More than half (63%) of micro, small and medium-sized enterprises (MSMEs) in Thailand have been unable to secure sufficient, or any, funding on at least one or more occasion over the last five years.

 

The ‘Small business, big growth’ report surveyed over 1,000 MSME owners globally, including Thailand MSME owners, who set up their company and applied for a business loan in the last five years.

 

More than a third (35%) of Thai MSMEs had to rely on friends and family for loans, followed by 34% securing funding from traditional banks or building societies, and 25% from specialist SME and commercial lenders. Of the MSMEs unable to secure sufficient funding, 34% were unable to hire effectively, 32% were unable to upgrade or improve technology and 31% experienced cash flow issues or were unable to launch new products or services.

 

Mambu’s findings come amid a rise in alternative lending, as Thai MSMEs turn to challenger banks and fintechs to overcome common barriers, such as rigid lending criteria (44%), too much paperwork and admin (30%) and slow lending speeds (29%).

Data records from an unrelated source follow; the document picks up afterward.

//! [`RoomStore`](crate::dao::room_store::RoomStore) over MongoDB.

use std::sync::Arc;

use futures::{TryStreamExt, future::BoxFuture};
use mongodb::{
    Client, Collection, Database,
    bson::{DateTime, doc},
};
use serde_json::Value;
use tokio::sync::RwLock;
use tracing::info;
use uuid::Uuid;

use super::{
    config::MongoConfig,
    connection::{
        GAME_STATE_COLLECTION, PLAYER_COLLECTION, ROOM_COLLECTION, ensure_indexes,
        establish_connection,
    },
    error::{MongoDaoError, MongoResult, is_duplicate_key},
    models::{MongoGameStateDocument, MongoPlayerDocument, MongoRoomDocument},
};
use crate::dao::{
    models::{GameStateEntity, PlayerEntity, RoomEntity},
    room_store::RoomStore,
    storage::StorageResult,
};

/// Store backed by the `rooms`, `room_players` and `game_states` collections.
#[derive(Clone)]
pub struct MongoRoomStore {
    inner: Arc<MongoInner>,
}

struct MongoInner {
    state: RwLock<MongoState>,
    config: MongoConfig,
}

struct MongoState {
    #[allow(dead_code)]
    client: Client,
    database: Database,
}

impl MongoInner {
    async fn ping(&self) -> MongoResult<()> {
        let database = {
            let guard = self.state.read().await;
            guard.database.clone()
        };

        database
            .run_command(doc! { "ping": 1 })
            .await
            .map_err(|source| MongoDaoError::HealthPing { source })?;
        Ok(())
    }

    async fn reconnect(&self) -> MongoResult<()> {
        let (client, database) =
            establish_connection(&self.config.options, &self.config.database_name).await?;
        let mut guard = self.state.write().await;
        guard.client = client;
        guard.database = database;
        info!(database = %self.config.database_name, "MongoDB connection re-established");
        Ok(())
    }
}

impl MongoRoomStore {
    /// Establish a connection to MongoDB and ensure indexes are present.
    pub async fn connect(config: MongoConfig) -> MongoResult<Self> {
        let (client, database) =
            establish_connection(&config.options, &config.database_name).await?;
        ensure_indexes(&database).await?;

        let inner = Arc::new(MongoInner {
            state: RwLock::new(MongoState { client, database }),
            config,
        });

        Ok(Self { inner })
    }

    async fn collection<T: Send + Sync>(&self, name: &str) -> Collection<T> {
        let guard = self.inner.state.read().await;
        guard.database.collection::<T>(name)
    }

    async fn insert_room(&self, room: RoomEntity) -> MongoResult<()> {
        let slug = room.slug.clone();
        let document: MongoRoomDocument = room.into();
        let collection = self.collection::<MongoRoomDocument>(ROOM_COLLECTION).await;

        collection.insert_one(&document).await.map_err(|source| {
            if is_duplicate_key(&source) {
                MongoDaoError::DuplicateSlug { slug: slug.clone() }
            } else {
                MongoDaoError::SaveRoom { slug: slug.clone(), source }
            }
        })?;
        Ok(())
    }

    async fn find_room_by_slug(&self, slug: String) -> MongoResult<Option<RoomEntity>> {
        let collection = self.collection::<MongoRoomDocument>(ROOM_COLLECTION).await;
        let document = collection
            .find_one(doc! { "slug": slug.as_str() })
            .await
            .map_err(|source| MongoDaoError::LoadRoom { slug, source })?;

        document.map(RoomEntity::try_from).transpose()
    }

    async fn assign_host_if_unset(&self, room_id: Uuid, host_id: String) -> MongoResult<bool> {
        let collection = self.collection::<MongoRoomDocument>(ROOM_COLLECTION).await;
        let result = collection
            .update_one(
                doc! { "_id": room_id.to_string(), "host_id": null },
                doc! { "$set": { "host_id": host_id } },
            )
            .await
            .map_err(|source| MongoDaoError::AssignHost {
                id: room_id,
                source,
            })?;

        Ok(result.modified_count > 0)
    }

    async fn list_players(&self, room_id: Uuid) -> MongoResult<Vec<PlayerEntity>> {
        let collection = self
            .collection::<MongoPlayerDocument>(PLAYER_COLLECTION)
            .await;
        let documents: Vec<MongoPlayerDocument> = collection
            .find(doc! { "room_id": room_id.to_string() })
            .sort(doc! { "order_index": 1 })
            .await
            .map_err(|source| MongoDaoError::LoadPlayers { room_id, source })?
            .try_collect()
            .await
            .map_err(|source| MongoDaoError::LoadPlayers { room_id, source })?;

        documents.into_iter().map(PlayerEntity::try_from).collect()
    }

    async fn insert_player(&self, player: PlayerEntity) -> MongoResult<()> {
        let id = player.id;
        let document: MongoPlayerDocument = player.into();
        let collection = self
            .collection::<MongoPlayerDocument>(PLAYER_COLLECTION)
            .await;

        collection
            .insert_one(&document)
            .await
            .map_err(|source| MongoDaoError::SavePlayer { id, source })?;
        Ok(())
    }

    async fn find_player(&self, room_id: Uuid, player_id: Uuid) -> MongoResult<Option<PlayerEntity>> {
        let collection = self
            .collection::<MongoPlayerDocument>(PLAYER_COLLECTION)
            .await;
        let document = collection
            .find_one(doc! { "_id": player_id.to_string(), "room_id": room_id.to_string() })
            .await
            .map_err(|source| MongoDaoError::LoadPlayers { room_id, source })?;

        document.map(PlayerEntity::try_from).transpose()
    }

    async fn find_game_state(
        &self,
        room_id: Uuid,
        game_id: String,
    ) -> MongoResult<Option<GameStateEntity>> {
        let collection = self
            .collection::<MongoGameStateDocument>(GAME_STATE_COLLECTION)
            .await;
        let document = collection
            .find_one(doc! { "room_id": room_id.to_string(), "game_id": game_id.as_str() })
            .await
            .map_err(|source| MongoDaoError::LoadGameState {
                room_id,
                game_id,
                source,
            })?;

        document.map(GameStateEntity::try_from).transpose()
    }

    /// Replace the whole row for the composite key, creating it when absent.
    async fn upsert_game_state(
        &self,
        room_id: Uuid,
        game_id: String,
        payload: Value,
    ) -> MongoResult<GameStateEntity> {
        let updated_at = DateTime::now();
        let document = MongoGameStateDocument {
            room_id: room_id.to_string(),
            game_id: game_id.clone(),
            payload: payload.to_string(),
            updated_at,
        };
        let collection = self
            .collection::<MongoGameStateDocument>(GAME_STATE_COLLECTION)
            .await;

        collection
            .replace_one(
                doc! { "room_id": room_id.to_string(), "game_id": game_id.as_str() },
                &document,
            )
            .upsert(true)
            .await
            .map_err(|source| MongoDaoError::SaveGameState {
                room_id,
                game_id: game_id.clone(),
                source,
            })?;

        Ok(GameStateEntity {
            room_id,
            game_id,
            payload,
            updated_at: updated_at.to_system_time(),
        })
    }
}

impl RoomStore for MongoRoomStore {
    fn insert_room(&self, room: RoomEntity) -> BoxFuture<'static, StorageResult<()>> {
        let store = self.clone();
        Box::pin(async move { store.insert_room(room).await.map_err(Into::into) })
    }

    fn find_room_by_slug(
        &self,
        slug: String,
    ) -> BoxFuture<'static, StorageResult<Option<RoomEntity>>> {
        let store = self.clone();
        Box::pin(async move { store.find_room_by_slug(slug).await.map_err(Into::into) })
    }

    fn assign_host_if_unset(
        &self,
        room_id: Uuid,
        host_id: String,
    ) -> BoxFuture<'static, StorageResult<bool>> {
        let store = self.clone();
        Box::pin(async move {
            store
                .assign_host_if_unset(room_id, host_id)
                .await
                .map_err(Into::into)
        })
    }

    fn list_players(&self, room_id: Uuid) -> BoxFuture<'static, StorageResult<Vec<PlayerEntity>>> {
        let store = self.clone();
        Box::pin(async move { store.list_players(room_id).await.map_err(Into::into) })
    }

    fn insert_player(&self, player: PlayerEntity) -> BoxFuture<'static, StorageResult<()>> {
        let store = self.clone();
        Box::pin(async move { store.insert_player(player).await.map_err(Into::into) })
    }

    fn find_player(
        &self,
        room_id: Uuid,
        player_id: Uuid,
    ) -> BoxFuture<'static, StorageResult<Option<PlayerEntity>>> {
        let store = self.clone();
        Box::pin(async move {
            store
                .find_player(room_id, player_id)
                .await
                .map_err(Into::into)
        })
    }

    fn find_game_state(
        &self,
        room_id: Uuid,
        game_id: String,
    ) -> BoxFuture<'static, StorageResult<Option<GameStateEntity>>> {
        let store = self.clone();
        Box::pin(async move {
            store
                .find_game_state(room_id, game_id)
                .await
                .map_err(Into::into)
        })
    }

    fn upsert_game_state(
        &self,
        room_id: Uuid,
        game_id: String,
        payload: Value,
    ) -> BoxFuture<'static, StorageResult<GameStateEntity>> {
        let store = self.clone();
        Box::pin(async move {
            store
                .upsert_game_state(room_id, game_id, payload)
                .await
                .map_err(Into::into)
        })
    }

    fn health_check(&self) -> BoxFuture<'static, StorageResult<()>> {
        let store = self.clone();
        Box::pin(async move { store.inner.ping().await.map_err(Into::into) })
    }

    fn try_reconnect(&self) -> BoxFuture<'static, StorageResult<()>> {
        let store = self.clone();
        Box::pin(async move { store.inner.reconnect().await.map_err(Into::into) })
    }
}
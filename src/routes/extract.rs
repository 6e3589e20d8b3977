//! Request extractors: caller identification from headers, and JSON/query wrappers whose
//! rejections use the API error body.

use std::{convert::Infallible, net::SocketAddr};

use axum::{
    Json,
    extract::{ConnectInfo, FromRef, FromRequest, FromRequestParts, Query, Request},
    http::{HeaderMap, request::Parts},
};
use serde::de::DeserializeOwned;

use crate::{error::AppError, services::admission::CallerContext, state::SharedState};

const FORWARDED_FOR: &str = "x-forwarded-for";
const REAL_IP: &str = "x-real-ip";
const CLIENT_ID: &str = "x-client-id";
const ACCOUNT_TIER: &str = "x-account-tier";

fn header<'a>(headers: &'a HeaderMap, name: &str) -> Option<&'a str> {
    headers
        .get(name)
        .and_then(|value| value.to_str().ok())
        .map(str::trim)
        .filter(|value| !value.is_empty())
}

/// Address the trusted proxy saw: the last `x-forwarded-for` hop, then `x-real-ip`.
fn proxied_addr(headers: &HeaderMap) -> Option<&str> {
    header(headers, FORWARDED_FOR)
        .and_then(|chain| chain.rsplit(',').next())
        .map(str::trim)
        .filter(|hop| !hop.is_empty())
        .or_else(|| header(headers, REAL_IP))
}

fn client_addr(parts: &Parts, trust_forwarded_for: bool) -> String {
    let forwarded = trust_forwarded_for
        .then(|| proxied_addr(&parts.headers))
        .flatten()
        .map(str::to_owned);
    forwarded
        .or_else(|| {
            parts
                .extensions
                .get::<ConnectInfo<SocketAddr>>()
                .map(|ConnectInfo(addr)| addr.ip().to_string())
        })
        .unwrap_or_else(|| "unknown".into())
}

impl<S> FromRequestParts<S> for CallerContext
where
    SharedState: FromRef<S>,
    S: Send + Sync,
{
    type Rejection = Infallible;

    async fn from_request_parts(parts: &mut Parts, state: &S) -> Result<Self, Self::Rejection> {
        let app = SharedState::from_ref(state);
        Ok(CallerContext {
            addr: client_addr(parts, app.config().trust_forwarded_for),
            client_id: header(&parts.headers, CLIENT_ID).map(str::to_owned),
            premium: header(&parts.headers, ACCOUNT_TIER)
                .is_some_and(|tier| tier.eq_ignore_ascii_case("premium")),
        })
    }
}

/// [`Json`] whose rejections are reported as [`AppError`].
pub struct ApiJson<T>(pub T);

impl<S, T> FromRequest<S> for ApiJson<T>
where
    T: DeserializeOwned,
    S: Send + Sync,
{
    type Rejection = AppError;

    async fn from_request(req: Request, state: &S) -> Result<Self, Self::Rejection> {
        let Json(value) = Json::<T>::from_request(req, state).await?;
        Ok(Self(value))
    }
}

/// [`Query`] whose rejections are reported as [`AppError`].
pub struct ApiQuery<T>(pub T);

impl<S, T> FromRequestParts<S> for ApiQuery<T>
where
    T: DeserializeOwned,
    S: Send + Sync,
{
    type Rejection = AppError;

    async fn from_request_parts(parts: &mut Parts, state: &S) -> Result<Self, Self::Rejection> {
        let Query(value) = Query::<T>::from_request_parts(parts, state).await?;
        Ok(Self(value))
    }
}
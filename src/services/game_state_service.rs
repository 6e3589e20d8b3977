//! Generic `(room, game)` state store.
//!
//! Writes replace the stored payload in full; there is no version check, so concurrent
//! writers race and the last upsert wins.

use std::sync::Arc;

use serde_json::Value;
use tracing::debug;
use uuid::Uuid;

use crate::{
    dao::{models::GameStateEntity, room_store::RoomStore},
    dto::{
        game_state::{GameStateResponse, WriteGameStateRequest},
        validation::validate_game_id,
    },
    error::ServiceError,
    services::{
        admission::{self, CallerContext, RateBucket},
        room_service::{check_slug, resolve_room},
    },
    state::{
        SharedState,
        party_room::{self, PARTY_ROOM_GAME_ID},
    },
};

fn check_game_id(game_id: &str) -> Result<(), ServiceError> {
    validate_game_id(game_id).map_err(|_| ServiceError::InvalidGameId(game_id.to_owned()))
}

/// Run the payload through the generic caps and the game's schema, if it has one.
pub(crate) fn validate_for_game(
    state: &SharedState,
    game_id: &str,
    payload: &Value,
) -> Result<(), ServiceError> {
    admission::check_payload(payload, &state.config().payload)?;
    if game_id == PARTY_ROOM_GAME_ID {
        party_room::validate_payload(payload).map_err(ServiceError::InvalidState)?;
    }
    Ok(())
}

/// Upsert a payload that already passed validation.
pub(crate) async fn persist(
    store: &Arc<dyn RoomStore>,
    room_id: Uuid,
    game_id: &str,
    payload: Value,
) -> Result<GameStateEntity, ServiceError> {
    let row = store
        .upsert_game_state(room_id, game_id.to_owned(), payload)
        .await?;
    debug!(room_id = %room_id, game_id, "game state written");
    Ok(row)
}

/// Read the state of `game_id` in the room. Unwritten keys yield a `null` state.
pub async fn get_state(
    state: &SharedState,
    slug: &str,
    game_id: &str,
) -> Result<GameStateResponse, ServiceError> {
    check_slug(slug)?;
    check_game_id(game_id)?;
    let store = state.require_room_store().await?;
    let room = resolve_room(&store, slug).await?;

    let row = store
        .find_game_state(room.id, game_id.to_owned())
        .await?;
    Ok(row.into())
}

/// Replace the state of `game_id` in the room.
pub async fn set_state(
    state: &SharedState,
    caller: &CallerContext,
    slug: &str,
    request: WriteGameStateRequest,
) -> Result<GameStateResponse, ServiceError> {
    admission::admit(state, RateBucket::StateWrite, caller)?;
    check_slug(slug)?;
    check_game_id(&request.game_id)?;
    validate_for_game(state, &request.game_id, &request.payload)?;

    let store = state.require_room_store().await?;
    let room = resolve_room(&store, slug).await?;
    let row = persist(&store, room.id, &request.game_id, request.payload).await?;
    Ok(row.into())
}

The opportunity for new entrants is clear as the vast majority (95%) of these organisations say they are open to changing lenders for a better lending experience.

 

Nearly half of Thai MSMEs cited better financial options (46%) and better digital services (46%) as the top reasons to change lenders. Meanwhile, 43% would switch for better borrowing benefits and incentives and 41% for better customer service support.

 

Myles Bertrand, Managing Director APAC at Mambu, said: “Small and medium-sized enterprises are significant contributors to Thailand’s economic activity and employment; there are 3.1 million of them, generating 12.7 million jobs (71% of Thailand’s workforce). However, the inability to access business financing will adversely hamstring Thai MSMEs eyeing commercial or operational opportunities crucial for their continued growth. With the business lending sector not keeping pace with the technological innovations transforming other financial service areas, Thai lenders are not positioned to offer solutions that best serve their MSME customers when they’re really needed.”

 

Financial institutions must do more to tackle challenging application processes for loans. The research found that the length it takes to apply for a loan is a major influence on small businesses when choosing a lender. While long-term repayment plans were a leading consideration for 89% of MSMEs in this decision-making process, 88% also want low interest rates, and 87% prefer cash-out options.

 

Pham Quang Minh, General Manager, at Mambu Thailand, said: “Thai MSMEs largely comprise of trading and service companies – many in the tourism industry –, which have been hard-hit by the COVID-19 outbreak. Sustaining their operations and growth is key for the country’s own economic rebound as banks can play a key role by breaking down barriers to effective borrowing through more innovative service models, flexible repayment terms, and relaxed collateral requirements. It is then imperative that they adopt better digital lending services to enable faster loan processing, to cater to these key business segments navigating this post-pandemic recovery period.”.

 

When it comes to improving the application process, 88% of Thai MSMEs want to see more flexible loan conditions, 86% are interested in tailored offers and services, and 83% want payroll management.

 

Richard Lim, CEO of Retail Economics, said: “The pandemic has ushered in enormous changes in how we work, play and shop, accelerating the democratisation of digital and with its repercussions still reverberating across society. But access to capital is an area where digitisation has matured at a much slower place. All too often, businesses looking to scale quickly and seize opportunities are choked by exhausting application processes. Stifled by slow and inefficient practices, current lending practices are no longer fit-for-purpose in today’s fast-paced, digital world.”

 

Globally, the most common barriers to securing funding among SMEs are not enough starting capital (30%), too much paperwork and admin in the lending process (28%) and cash flow not being considered strong enough (27%).